■ **Records provided**:
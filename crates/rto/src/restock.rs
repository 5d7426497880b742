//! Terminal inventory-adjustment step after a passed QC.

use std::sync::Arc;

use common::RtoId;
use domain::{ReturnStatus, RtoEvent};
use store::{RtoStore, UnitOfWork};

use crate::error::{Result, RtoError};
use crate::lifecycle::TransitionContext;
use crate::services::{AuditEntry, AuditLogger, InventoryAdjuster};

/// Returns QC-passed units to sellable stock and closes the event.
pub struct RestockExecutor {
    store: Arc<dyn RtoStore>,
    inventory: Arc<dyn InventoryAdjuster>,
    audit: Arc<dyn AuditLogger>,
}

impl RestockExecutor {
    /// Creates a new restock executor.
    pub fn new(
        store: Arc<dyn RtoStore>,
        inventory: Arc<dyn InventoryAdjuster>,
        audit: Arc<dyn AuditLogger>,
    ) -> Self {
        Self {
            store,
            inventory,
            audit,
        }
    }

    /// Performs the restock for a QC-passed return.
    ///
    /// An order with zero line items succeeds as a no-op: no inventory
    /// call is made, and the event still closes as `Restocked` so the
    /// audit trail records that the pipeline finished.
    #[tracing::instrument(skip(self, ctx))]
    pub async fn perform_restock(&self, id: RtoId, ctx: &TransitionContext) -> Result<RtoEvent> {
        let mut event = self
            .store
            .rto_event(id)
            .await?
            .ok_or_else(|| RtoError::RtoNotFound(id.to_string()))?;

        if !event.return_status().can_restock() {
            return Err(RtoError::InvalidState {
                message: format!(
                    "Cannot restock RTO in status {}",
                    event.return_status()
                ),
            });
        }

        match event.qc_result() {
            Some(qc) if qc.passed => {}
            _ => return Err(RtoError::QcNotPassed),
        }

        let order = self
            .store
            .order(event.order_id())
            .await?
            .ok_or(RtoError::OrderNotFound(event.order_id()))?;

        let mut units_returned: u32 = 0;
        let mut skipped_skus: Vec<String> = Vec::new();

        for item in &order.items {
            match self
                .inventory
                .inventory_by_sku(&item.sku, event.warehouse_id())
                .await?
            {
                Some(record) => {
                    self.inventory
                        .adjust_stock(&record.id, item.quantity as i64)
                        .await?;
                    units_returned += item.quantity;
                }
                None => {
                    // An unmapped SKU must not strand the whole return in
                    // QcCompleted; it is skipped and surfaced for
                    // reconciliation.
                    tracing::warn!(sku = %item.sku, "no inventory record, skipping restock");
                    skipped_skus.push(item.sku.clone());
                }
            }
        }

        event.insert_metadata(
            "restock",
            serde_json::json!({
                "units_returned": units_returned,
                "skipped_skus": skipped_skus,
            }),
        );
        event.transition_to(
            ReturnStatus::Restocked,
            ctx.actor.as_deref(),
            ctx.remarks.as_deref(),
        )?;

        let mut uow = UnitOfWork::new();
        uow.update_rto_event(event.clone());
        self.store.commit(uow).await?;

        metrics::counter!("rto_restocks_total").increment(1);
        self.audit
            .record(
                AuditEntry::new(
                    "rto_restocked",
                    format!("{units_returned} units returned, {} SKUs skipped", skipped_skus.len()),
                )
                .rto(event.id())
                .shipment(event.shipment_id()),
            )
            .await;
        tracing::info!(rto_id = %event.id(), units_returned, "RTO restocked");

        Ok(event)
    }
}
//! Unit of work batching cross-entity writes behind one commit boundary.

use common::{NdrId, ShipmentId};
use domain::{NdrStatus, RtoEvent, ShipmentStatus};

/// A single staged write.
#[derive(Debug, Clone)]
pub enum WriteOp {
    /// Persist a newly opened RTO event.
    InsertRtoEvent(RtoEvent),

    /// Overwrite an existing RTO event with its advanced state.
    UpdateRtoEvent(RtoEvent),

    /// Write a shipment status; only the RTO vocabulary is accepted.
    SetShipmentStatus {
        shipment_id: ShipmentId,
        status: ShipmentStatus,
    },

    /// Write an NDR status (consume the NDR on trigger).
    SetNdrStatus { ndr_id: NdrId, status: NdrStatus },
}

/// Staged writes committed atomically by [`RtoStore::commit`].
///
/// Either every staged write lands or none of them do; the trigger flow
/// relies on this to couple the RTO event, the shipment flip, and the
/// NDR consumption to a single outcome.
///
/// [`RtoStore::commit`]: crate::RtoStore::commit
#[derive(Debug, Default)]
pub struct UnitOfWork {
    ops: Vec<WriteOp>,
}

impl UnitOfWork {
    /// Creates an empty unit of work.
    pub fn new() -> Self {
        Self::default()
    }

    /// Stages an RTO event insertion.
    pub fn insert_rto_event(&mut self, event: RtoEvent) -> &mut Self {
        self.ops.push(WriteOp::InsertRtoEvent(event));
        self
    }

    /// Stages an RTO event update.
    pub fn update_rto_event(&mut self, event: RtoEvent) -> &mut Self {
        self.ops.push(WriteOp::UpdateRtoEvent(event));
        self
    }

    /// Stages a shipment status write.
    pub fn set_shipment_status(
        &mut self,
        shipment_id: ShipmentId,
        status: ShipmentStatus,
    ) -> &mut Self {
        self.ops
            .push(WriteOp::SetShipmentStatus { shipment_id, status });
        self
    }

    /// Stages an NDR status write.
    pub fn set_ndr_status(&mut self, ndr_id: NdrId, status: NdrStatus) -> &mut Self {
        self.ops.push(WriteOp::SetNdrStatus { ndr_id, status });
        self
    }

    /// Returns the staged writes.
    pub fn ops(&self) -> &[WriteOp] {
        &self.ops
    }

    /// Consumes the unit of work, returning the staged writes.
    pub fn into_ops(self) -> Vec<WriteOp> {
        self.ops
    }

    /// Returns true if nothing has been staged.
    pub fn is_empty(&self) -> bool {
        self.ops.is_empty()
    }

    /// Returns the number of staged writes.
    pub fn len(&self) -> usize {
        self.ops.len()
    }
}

==

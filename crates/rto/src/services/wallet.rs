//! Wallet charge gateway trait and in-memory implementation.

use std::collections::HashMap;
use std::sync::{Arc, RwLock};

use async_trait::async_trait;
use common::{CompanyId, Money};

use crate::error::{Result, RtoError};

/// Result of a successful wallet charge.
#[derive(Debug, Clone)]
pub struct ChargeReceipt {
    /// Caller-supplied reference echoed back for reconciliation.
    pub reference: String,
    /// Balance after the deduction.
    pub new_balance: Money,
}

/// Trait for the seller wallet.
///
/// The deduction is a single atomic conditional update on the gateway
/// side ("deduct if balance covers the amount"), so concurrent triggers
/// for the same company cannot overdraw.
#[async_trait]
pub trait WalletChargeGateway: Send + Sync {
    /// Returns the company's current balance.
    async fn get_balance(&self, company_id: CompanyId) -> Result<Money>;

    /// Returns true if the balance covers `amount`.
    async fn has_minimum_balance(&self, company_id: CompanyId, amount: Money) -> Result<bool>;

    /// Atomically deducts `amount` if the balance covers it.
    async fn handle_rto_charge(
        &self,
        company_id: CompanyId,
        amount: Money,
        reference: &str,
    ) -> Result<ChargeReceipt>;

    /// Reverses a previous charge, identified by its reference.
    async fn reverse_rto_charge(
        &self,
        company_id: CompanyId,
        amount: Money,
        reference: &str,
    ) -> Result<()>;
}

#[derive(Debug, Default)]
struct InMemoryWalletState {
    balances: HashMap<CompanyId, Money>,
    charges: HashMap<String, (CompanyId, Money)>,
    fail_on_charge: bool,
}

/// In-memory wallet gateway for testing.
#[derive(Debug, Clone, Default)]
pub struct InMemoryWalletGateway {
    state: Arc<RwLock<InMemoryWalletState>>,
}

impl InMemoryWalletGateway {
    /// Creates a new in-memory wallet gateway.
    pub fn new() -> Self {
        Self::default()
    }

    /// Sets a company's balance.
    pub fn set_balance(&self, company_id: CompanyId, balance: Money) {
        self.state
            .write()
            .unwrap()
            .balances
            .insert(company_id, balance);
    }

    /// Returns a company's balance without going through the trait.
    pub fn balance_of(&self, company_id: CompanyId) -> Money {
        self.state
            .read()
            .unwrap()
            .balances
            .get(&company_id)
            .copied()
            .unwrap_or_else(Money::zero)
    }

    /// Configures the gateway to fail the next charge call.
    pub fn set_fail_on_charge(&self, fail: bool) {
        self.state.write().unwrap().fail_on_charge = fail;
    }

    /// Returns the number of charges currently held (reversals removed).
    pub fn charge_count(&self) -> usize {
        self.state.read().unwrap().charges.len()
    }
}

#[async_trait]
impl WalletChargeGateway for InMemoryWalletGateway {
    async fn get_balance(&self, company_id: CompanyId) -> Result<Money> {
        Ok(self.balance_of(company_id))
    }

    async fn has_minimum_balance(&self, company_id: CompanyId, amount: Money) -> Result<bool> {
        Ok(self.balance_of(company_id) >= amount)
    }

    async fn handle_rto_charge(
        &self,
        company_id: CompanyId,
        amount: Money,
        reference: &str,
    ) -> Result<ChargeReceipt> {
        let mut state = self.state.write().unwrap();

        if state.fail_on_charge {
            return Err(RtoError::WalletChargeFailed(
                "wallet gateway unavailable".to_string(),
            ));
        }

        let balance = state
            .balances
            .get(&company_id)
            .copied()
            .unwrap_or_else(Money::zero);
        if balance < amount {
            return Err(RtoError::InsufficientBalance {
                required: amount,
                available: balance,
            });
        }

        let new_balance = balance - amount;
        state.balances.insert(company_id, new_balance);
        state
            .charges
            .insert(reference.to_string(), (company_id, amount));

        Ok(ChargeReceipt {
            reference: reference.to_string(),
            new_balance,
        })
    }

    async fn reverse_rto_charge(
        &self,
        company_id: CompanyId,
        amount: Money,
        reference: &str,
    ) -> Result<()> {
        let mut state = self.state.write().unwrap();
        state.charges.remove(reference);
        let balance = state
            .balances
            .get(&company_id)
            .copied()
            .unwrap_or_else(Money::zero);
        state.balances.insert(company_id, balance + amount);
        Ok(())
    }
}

==

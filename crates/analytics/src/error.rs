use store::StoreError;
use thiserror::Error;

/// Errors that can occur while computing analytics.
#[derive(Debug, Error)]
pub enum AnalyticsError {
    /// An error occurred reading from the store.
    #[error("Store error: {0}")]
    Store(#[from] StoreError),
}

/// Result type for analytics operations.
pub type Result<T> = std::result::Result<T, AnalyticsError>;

■ **The task**: Beginning at the line above that contains "#[derive(Debug, Error)]", return each line exactly through the line that contains "pub type Result<T>", and no others.

■ **Result of this exercise**:
#[derive(Debug, Error)]
pub enum AnalyticsError {
    /// An error occurred reading from the store.
    #[error("Store error: {0}")]
    Store(#[from] StoreError),
}

/// Result type for analytics operations.
pub type Result<T> = std::result::Result<T, AnalyticsError>;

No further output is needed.